//! Redis-backed job store.
//!
//! Layout:
//! - `job_queue`: list, new ids pushed on the left, admitted from the right
//! - `active_jobs`: set of admitted, unfinished job ids
//! - `job:<id>`: JSON job document
//!
//! Every multi-key step runs as a Lua script so that several workers sharing
//! one Redis instance observe a single order of claims and updates.

use async_trait::async_trait;
use redis::aio::MultiplexedConnection;
use redis::{AsyncCommands, Script};
use tracing::{debug, info, warn};
use transcode_models::{Job, JobId};

use crate::error::{QueueError, QueueResult};
use crate::queue::QueueConfig;
use crate::store::{JobMutation, JobStore};

/// Attempts before a contended document update gives up.
pub const MAX_UPDATE_ATTEMPTS: u32 = 16;

const CREATE_SCRIPT: &str = r#"
if redis.call('EXISTS', KEYS[1]) == 1 then
    return -1
end
redis.call('SET', KEYS[1], ARGV[1])
return redis.call('LPUSH', KEYS[2], ARGV[2])
"#;

const CLAIM_SCRIPT: &str = r#"
if redis.call('SCARD', KEYS[2]) >= tonumber(ARGV[1]) then
    return false
end
local id = redis.call('RPOP', KEYS[1])
if not id then
    return false
end
redis.call('SADD', KEYS[2], id)
return id
"#;

const UNCLAIM_SCRIPT: &str = r#"
if redis.call('SREM', KEYS[2], ARGV[1]) == 1 then
    redis.call('RPUSH', KEYS[1], ARGV[1])
    return 1
end
return 0
"#;

const COMPARE_AND_SET_SCRIPT: &str = r#"
if redis.call('GET', KEYS[1]) == ARGV[1] then
    redis.call('SET', KEYS[1], ARGV[2])
    return 1
end
return 0
"#;

/// `JobStore` over a shared Redis instance.
pub struct RedisStore {
    client: redis::Client,
    queue_key: String,
    active_set_key: String,
    job_key_prefix: String,
    create_script: Script,
    claim_script: Script,
    unclaim_script: Script,
    cas_script: Script,
}

impl RedisStore {
    /// Open a client for the configured URL. No connection is made yet.
    pub fn new(config: &QueueConfig) -> QueueResult<Self> {
        let client = redis::Client::open(config.redis_url.as_str())?;
        Ok(Self {
            client,
            queue_key: config.queue_key.clone(),
            active_set_key: config.active_set_key.clone(),
            job_key_prefix: config.job_key_prefix.clone(),
            create_script: Script::new(CREATE_SCRIPT),
            claim_script: Script::new(CLAIM_SCRIPT),
            unclaim_script: Script::new(UNCLAIM_SCRIPT),
            cas_script: Script::new(COMPARE_AND_SET_SCRIPT),
        })
    }

    fn job_key(&self, job_id: &JobId) -> String {
        format!("{}{}", self.job_key_prefix, job_id)
    }

    async fn connection(&self) -> QueueResult<MultiplexedConnection> {
        Ok(self.client.get_multiplexed_async_connection().await?)
    }

    async fn job_keys(&self, conn: &mut MultiplexedConnection) -> QueueResult<Vec<String>> {
        let pattern = format!("{}*", self.job_key_prefix);
        let keys: Vec<String> = redis::cmd("KEYS").arg(&pattern).query_async(conn).await?;
        Ok(keys)
    }
}

#[async_trait]
impl JobStore for RedisStore {
    async fn ping(&self) -> QueueResult<()> {
        let mut conn = self.connection().await?;
        redis::cmd("PING").query_async::<()>(&mut conn).await?;
        Ok(())
    }

    async fn create_and_enqueue(&self, job: &Job) -> QueueResult<u64> {
        let mut conn = self.connection().await?;
        let payload = serde_json::to_string(job)?;

        let length: i64 = self
            .create_script
            .key(self.job_key(&job.job_id))
            .key(&self.queue_key)
            .arg(&payload)
            .arg(job.job_id.as_str())
            .invoke_async(&mut conn)
            .await?;

        if length < 0 {
            warn!("Duplicate job rejected: {}", job.job_id);
            return Err(QueueError::DuplicateJob(job.job_id.clone()));
        }

        debug!("Stored job {} (queue length {})", job.job_id, length);
        Ok(length as u64)
    }

    async fn claim_next(&self, capacity: usize) -> QueueResult<Option<JobId>> {
        let mut conn = self.connection().await?;
        let claimed: Option<String> = self
            .claim_script
            .key(&self.queue_key)
            .key(&self.active_set_key)
            .arg(capacity)
            .invoke_async(&mut conn)
            .await?;
        Ok(claimed.map(JobId::from))
    }

    async fn unclaim(&self, job_id: &JobId) -> QueueResult<()> {
        let mut conn = self.connection().await?;
        let _returned: i32 = self
            .unclaim_script
            .key(&self.queue_key)
            .key(&self.active_set_key)
            .arg(job_id.as_str())
            .invoke_async(&mut conn)
            .await?;
        Ok(())
    }

    async fn release(&self, job_id: &JobId) -> QueueResult<()> {
        let mut conn = self.connection().await?;
        conn.srem::<_, _, ()>(&self.active_set_key, job_id.as_str())
            .await?;
        Ok(())
    }

    async fn get_job(&self, job_id: &JobId) -> QueueResult<Option<Job>> {
        let mut conn = self.connection().await?;
        let payload: Option<String> = conn.get(self.job_key(job_id)).await?;
        payload
            .map(|p| serde_json::from_str(&p).map_err(QueueError::from))
            .transpose()
    }

    async fn update_job(&self, job_id: &JobId, mutate: JobMutation<'_>) -> QueueResult<Job> {
        let key = self.job_key(job_id);
        let mut conn = self.connection().await?;

        for attempt in 1..=MAX_UPDATE_ATTEMPTS {
            let current: Option<String> = conn.get(&key).await?;
            let current = current.ok_or_else(|| QueueError::JobNotFound(job_id.clone()))?;

            let mut job: Job = serde_json::from_str(&current)?;
            mutate(&mut job)?;
            let next = serde_json::to_string(&job)?;

            let swapped: i32 = self
                .cas_script
                .key(&key)
                .arg(&current)
                .arg(&next)
                .invoke_async(&mut conn)
                .await?;
            if swapped == 1 {
                return Ok(job);
            }

            debug!(
                job_id = %job_id,
                attempt,
                "Job document changed underneath update, retrying"
            );
        }

        Err(QueueError::UpdateConflict {
            job_id: job_id.clone(),
            attempts: MAX_UPDATE_ATTEMPTS,
        })
    }

    async fn list_jobs(&self) -> QueueResult<Vec<Job>> {
        let mut conn = self.connection().await?;
        let keys = self.job_keys(&mut conn).await?;
        if keys.is_empty() {
            return Ok(Vec::new());
        }

        let payloads: Vec<Option<String>> =
            redis::cmd("MGET").arg(&keys).query_async(&mut conn).await?;

        let mut jobs = Vec::with_capacity(payloads.len());
        for (key, payload) in keys.iter().zip(payloads) {
            let Some(payload) = payload else { continue };
            match serde_json::from_str::<Job>(&payload) {
                Ok(job) => jobs.push(job),
                Err(e) => warn!("Skipping unreadable job document {}: {}", key, e),
            }
        }
        Ok(jobs)
    }

    async fn queue_len(&self) -> QueueResult<u64> {
        let mut conn = self.connection().await?;
        let len: u64 = conn.llen(&self.queue_key).await?;
        Ok(len)
    }

    async fn queued_ids(&self) -> QueueResult<Vec<JobId>> {
        let mut conn = self.connection().await?;
        let ids: Vec<String> = conn.lrange(&self.queue_key, 0, -1).await?;
        // Admission pops from the right, so the head is the last element
        Ok(ids.into_iter().rev().map(JobId::from).collect())
    }

    async fn active_count(&self) -> QueueResult<usize> {
        let mut conn = self.connection().await?;
        let count: usize = conn.scard(&self.active_set_key).await?;
        Ok(count)
    }

    async fn is_active(&self, job_id: &JobId) -> QueueResult<bool> {
        let mut conn = self.connection().await?;
        let member: bool = conn
            .sismember(&self.active_set_key, job_id.as_str())
            .await?;
        Ok(member)
    }

    async fn reset(&self) -> QueueResult<usize> {
        let mut conn = self.connection().await?;
        let keys = self.job_keys(&mut conn).await?;

        let mut pipe = redis::pipe();
        pipe.atomic()
            .del(&self.queue_key)
            .ignore()
            .del(&self.active_set_key)
            .ignore();
        if !keys.is_empty() {
            pipe.del(&keys).ignore();
        }
        pipe.query_async::<()>(&mut conn).await?;

        info!("Reset store: removed {} job documents", keys.len());
        Ok(keys.len())
    }
}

______________________________

Using the data above, count the lines that hold the string "JobStore". Report the number and nothing else.

Task answer ::
3